> [TASK DETAILS]: If a line below includes the string "ShortenRequest", copy it.

> [SOURCE DATA]:
======

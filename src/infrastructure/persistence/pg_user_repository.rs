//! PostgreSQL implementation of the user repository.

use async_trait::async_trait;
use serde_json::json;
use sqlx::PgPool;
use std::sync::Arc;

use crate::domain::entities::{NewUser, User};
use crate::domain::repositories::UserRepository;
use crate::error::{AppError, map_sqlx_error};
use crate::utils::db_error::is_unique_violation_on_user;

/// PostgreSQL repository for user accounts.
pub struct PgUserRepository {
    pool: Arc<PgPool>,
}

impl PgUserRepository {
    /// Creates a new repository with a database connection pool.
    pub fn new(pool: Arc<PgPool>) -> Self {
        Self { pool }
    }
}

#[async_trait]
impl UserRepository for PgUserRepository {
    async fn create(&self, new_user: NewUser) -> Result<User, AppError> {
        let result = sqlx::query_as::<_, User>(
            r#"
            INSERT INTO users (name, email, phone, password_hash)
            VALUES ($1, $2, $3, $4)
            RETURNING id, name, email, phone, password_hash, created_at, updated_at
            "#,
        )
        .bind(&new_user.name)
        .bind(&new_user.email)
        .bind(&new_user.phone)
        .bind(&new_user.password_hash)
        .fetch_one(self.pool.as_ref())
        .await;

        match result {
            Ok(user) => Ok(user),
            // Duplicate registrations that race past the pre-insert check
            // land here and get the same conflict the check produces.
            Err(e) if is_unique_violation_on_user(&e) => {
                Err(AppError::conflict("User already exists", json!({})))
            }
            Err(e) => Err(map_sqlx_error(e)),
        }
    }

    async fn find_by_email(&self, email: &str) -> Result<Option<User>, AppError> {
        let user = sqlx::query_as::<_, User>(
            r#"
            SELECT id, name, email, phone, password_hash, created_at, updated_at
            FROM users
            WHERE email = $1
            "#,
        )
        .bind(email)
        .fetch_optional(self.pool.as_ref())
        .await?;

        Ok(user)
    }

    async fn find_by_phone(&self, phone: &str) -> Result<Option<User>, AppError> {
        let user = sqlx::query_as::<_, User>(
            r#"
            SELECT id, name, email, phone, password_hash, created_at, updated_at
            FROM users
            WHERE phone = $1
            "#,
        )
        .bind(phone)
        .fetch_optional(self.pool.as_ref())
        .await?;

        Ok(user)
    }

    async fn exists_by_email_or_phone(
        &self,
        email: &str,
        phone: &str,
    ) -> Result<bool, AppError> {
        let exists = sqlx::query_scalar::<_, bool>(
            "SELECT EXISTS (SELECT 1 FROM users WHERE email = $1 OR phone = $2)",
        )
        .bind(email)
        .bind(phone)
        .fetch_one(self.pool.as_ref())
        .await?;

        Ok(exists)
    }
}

======

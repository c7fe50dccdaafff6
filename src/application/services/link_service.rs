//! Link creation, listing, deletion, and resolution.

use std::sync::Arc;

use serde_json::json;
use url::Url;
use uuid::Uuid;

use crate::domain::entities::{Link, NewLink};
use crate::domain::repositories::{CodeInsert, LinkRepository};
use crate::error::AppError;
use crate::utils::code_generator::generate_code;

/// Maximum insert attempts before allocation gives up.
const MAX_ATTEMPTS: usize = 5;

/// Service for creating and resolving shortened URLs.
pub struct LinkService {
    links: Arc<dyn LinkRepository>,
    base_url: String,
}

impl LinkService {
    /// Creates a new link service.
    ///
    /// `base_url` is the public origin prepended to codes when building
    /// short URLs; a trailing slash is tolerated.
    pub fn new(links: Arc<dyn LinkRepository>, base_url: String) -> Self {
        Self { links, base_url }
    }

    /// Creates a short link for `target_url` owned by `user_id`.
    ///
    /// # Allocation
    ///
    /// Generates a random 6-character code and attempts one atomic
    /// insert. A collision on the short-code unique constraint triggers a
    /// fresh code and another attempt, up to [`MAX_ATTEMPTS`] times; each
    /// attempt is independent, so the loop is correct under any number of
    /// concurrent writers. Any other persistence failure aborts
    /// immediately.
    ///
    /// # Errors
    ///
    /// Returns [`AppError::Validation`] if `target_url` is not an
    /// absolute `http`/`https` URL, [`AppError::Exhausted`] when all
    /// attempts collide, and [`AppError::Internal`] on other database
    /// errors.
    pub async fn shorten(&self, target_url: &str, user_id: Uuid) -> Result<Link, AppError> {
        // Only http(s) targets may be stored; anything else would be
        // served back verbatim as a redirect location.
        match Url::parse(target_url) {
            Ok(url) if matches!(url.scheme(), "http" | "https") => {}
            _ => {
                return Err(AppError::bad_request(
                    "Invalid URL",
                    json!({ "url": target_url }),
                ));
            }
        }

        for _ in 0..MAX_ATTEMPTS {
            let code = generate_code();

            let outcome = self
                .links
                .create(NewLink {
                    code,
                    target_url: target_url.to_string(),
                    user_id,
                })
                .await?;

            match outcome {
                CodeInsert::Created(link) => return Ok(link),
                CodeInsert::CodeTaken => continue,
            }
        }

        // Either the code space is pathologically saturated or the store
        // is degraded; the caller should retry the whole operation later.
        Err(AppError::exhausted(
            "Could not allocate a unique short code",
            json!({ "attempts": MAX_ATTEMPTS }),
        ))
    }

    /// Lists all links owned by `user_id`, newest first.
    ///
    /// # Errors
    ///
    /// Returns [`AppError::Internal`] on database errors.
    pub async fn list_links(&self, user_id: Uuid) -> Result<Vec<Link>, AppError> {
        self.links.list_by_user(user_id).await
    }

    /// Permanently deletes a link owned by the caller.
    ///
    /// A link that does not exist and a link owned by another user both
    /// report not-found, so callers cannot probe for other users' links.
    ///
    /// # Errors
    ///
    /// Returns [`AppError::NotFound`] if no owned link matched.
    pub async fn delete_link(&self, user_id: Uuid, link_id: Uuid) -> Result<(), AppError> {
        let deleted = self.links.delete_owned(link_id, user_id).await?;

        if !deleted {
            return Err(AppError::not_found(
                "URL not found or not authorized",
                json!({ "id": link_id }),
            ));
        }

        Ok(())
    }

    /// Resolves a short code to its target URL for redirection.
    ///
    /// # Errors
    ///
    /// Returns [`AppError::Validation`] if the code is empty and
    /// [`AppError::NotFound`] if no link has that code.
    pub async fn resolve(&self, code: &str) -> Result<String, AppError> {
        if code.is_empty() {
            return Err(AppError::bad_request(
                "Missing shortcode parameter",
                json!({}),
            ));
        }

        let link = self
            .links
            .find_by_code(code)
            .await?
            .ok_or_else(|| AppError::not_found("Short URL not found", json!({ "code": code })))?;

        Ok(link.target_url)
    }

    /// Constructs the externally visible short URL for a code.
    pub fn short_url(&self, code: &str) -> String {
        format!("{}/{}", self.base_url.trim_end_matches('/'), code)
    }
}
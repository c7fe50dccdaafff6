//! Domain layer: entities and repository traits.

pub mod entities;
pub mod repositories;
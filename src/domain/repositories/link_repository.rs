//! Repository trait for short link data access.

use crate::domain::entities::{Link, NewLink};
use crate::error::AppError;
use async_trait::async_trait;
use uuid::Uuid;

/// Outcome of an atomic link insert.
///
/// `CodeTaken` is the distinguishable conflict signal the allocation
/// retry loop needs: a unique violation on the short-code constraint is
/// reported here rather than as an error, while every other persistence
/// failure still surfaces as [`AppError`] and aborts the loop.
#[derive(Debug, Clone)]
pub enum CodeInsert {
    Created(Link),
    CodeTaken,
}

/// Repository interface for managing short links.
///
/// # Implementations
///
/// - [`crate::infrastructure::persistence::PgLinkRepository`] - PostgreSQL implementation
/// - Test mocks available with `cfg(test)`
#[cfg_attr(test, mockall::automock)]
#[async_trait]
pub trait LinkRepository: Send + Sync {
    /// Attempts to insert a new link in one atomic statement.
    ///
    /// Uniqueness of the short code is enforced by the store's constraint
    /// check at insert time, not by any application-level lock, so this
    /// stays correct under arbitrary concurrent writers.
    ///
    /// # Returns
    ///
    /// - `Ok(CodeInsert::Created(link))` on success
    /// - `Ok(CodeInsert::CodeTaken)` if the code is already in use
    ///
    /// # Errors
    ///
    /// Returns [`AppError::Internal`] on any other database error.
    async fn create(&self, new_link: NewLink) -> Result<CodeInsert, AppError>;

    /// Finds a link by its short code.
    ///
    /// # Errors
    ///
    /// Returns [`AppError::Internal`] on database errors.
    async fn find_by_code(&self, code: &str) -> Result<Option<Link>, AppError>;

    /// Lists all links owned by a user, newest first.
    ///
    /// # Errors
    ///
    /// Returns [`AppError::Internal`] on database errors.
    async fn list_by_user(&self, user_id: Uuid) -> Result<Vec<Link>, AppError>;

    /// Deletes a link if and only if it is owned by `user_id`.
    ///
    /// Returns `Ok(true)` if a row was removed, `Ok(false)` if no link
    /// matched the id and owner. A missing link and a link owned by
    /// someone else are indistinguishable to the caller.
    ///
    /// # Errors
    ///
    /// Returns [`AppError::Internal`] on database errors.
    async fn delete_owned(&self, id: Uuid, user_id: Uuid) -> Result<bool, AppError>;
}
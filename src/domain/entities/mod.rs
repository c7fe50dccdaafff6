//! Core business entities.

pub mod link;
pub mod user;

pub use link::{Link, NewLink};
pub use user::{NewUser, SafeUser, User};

======

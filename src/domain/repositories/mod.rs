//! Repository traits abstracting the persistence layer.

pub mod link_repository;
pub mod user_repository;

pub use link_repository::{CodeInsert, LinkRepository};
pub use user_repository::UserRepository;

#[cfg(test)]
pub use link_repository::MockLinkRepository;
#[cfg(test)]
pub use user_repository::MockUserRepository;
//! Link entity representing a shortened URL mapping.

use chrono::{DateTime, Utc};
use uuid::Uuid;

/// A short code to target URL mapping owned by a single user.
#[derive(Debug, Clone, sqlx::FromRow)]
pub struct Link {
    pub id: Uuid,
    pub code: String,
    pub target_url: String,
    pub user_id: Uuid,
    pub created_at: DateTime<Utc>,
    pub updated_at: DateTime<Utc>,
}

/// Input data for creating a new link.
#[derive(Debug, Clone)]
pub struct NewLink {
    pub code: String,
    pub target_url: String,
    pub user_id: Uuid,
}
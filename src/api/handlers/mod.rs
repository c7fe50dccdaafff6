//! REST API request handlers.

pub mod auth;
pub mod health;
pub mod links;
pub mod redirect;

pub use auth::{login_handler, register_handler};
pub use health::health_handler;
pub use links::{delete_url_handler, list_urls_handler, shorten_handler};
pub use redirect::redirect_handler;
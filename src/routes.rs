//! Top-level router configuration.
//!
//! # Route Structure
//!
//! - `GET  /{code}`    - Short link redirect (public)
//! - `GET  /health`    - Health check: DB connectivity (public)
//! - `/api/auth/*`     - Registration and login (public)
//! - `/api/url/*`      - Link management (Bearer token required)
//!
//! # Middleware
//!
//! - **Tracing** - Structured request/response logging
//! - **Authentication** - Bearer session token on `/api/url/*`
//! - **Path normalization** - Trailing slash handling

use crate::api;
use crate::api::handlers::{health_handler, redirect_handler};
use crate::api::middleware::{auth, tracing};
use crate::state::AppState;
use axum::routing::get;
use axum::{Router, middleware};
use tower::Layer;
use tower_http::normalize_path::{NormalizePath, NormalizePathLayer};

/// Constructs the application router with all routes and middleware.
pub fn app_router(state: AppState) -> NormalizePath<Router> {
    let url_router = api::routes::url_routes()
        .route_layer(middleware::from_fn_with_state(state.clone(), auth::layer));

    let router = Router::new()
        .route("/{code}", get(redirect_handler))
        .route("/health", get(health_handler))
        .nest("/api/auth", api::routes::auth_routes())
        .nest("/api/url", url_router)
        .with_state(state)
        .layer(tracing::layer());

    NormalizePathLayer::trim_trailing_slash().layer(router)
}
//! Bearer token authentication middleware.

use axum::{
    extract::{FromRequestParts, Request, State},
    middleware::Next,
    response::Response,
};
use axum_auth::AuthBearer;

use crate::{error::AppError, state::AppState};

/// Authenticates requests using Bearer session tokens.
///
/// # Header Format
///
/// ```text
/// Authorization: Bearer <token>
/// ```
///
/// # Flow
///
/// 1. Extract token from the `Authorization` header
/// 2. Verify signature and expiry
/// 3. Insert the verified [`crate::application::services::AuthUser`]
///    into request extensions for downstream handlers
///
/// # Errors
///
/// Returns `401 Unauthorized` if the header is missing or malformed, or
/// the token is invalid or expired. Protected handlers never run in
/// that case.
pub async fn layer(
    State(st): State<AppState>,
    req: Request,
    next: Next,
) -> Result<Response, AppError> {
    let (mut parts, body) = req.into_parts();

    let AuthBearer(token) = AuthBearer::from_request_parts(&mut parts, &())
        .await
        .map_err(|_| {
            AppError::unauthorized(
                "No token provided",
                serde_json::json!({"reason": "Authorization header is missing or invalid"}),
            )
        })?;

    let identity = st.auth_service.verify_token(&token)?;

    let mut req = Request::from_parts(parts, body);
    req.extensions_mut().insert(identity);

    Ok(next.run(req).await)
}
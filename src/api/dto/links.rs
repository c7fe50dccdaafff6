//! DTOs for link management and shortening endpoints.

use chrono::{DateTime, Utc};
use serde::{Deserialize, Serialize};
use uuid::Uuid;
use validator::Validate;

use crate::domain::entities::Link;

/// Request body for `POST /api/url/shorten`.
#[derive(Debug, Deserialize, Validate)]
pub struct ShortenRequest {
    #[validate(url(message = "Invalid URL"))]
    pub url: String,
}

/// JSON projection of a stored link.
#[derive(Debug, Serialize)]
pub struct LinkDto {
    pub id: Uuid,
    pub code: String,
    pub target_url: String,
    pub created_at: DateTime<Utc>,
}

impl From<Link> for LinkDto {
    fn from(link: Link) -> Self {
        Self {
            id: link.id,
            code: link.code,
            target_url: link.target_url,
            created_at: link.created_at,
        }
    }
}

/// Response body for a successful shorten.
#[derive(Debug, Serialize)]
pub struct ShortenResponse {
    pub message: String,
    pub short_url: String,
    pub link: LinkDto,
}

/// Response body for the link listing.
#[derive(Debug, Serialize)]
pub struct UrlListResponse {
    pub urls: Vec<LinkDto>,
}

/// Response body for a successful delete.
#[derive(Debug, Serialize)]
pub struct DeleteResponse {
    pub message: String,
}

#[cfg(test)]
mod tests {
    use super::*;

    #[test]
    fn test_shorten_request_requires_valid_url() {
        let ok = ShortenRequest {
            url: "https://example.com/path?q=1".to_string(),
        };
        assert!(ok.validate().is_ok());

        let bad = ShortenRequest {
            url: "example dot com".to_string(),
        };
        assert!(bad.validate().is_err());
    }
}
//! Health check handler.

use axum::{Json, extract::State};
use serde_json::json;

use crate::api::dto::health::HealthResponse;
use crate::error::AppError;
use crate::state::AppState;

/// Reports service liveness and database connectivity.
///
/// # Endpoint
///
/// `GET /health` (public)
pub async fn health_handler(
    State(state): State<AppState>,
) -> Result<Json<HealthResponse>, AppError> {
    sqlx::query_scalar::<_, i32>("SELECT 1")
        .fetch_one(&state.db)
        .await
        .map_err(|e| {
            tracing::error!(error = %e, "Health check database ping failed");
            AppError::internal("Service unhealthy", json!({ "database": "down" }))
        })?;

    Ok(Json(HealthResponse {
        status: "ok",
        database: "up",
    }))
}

======

> [WRITTEN RESPONSE]:
pub struct ShortenRequest {
        let ok = ShortenRequest {
        let bad = ShortenRequest {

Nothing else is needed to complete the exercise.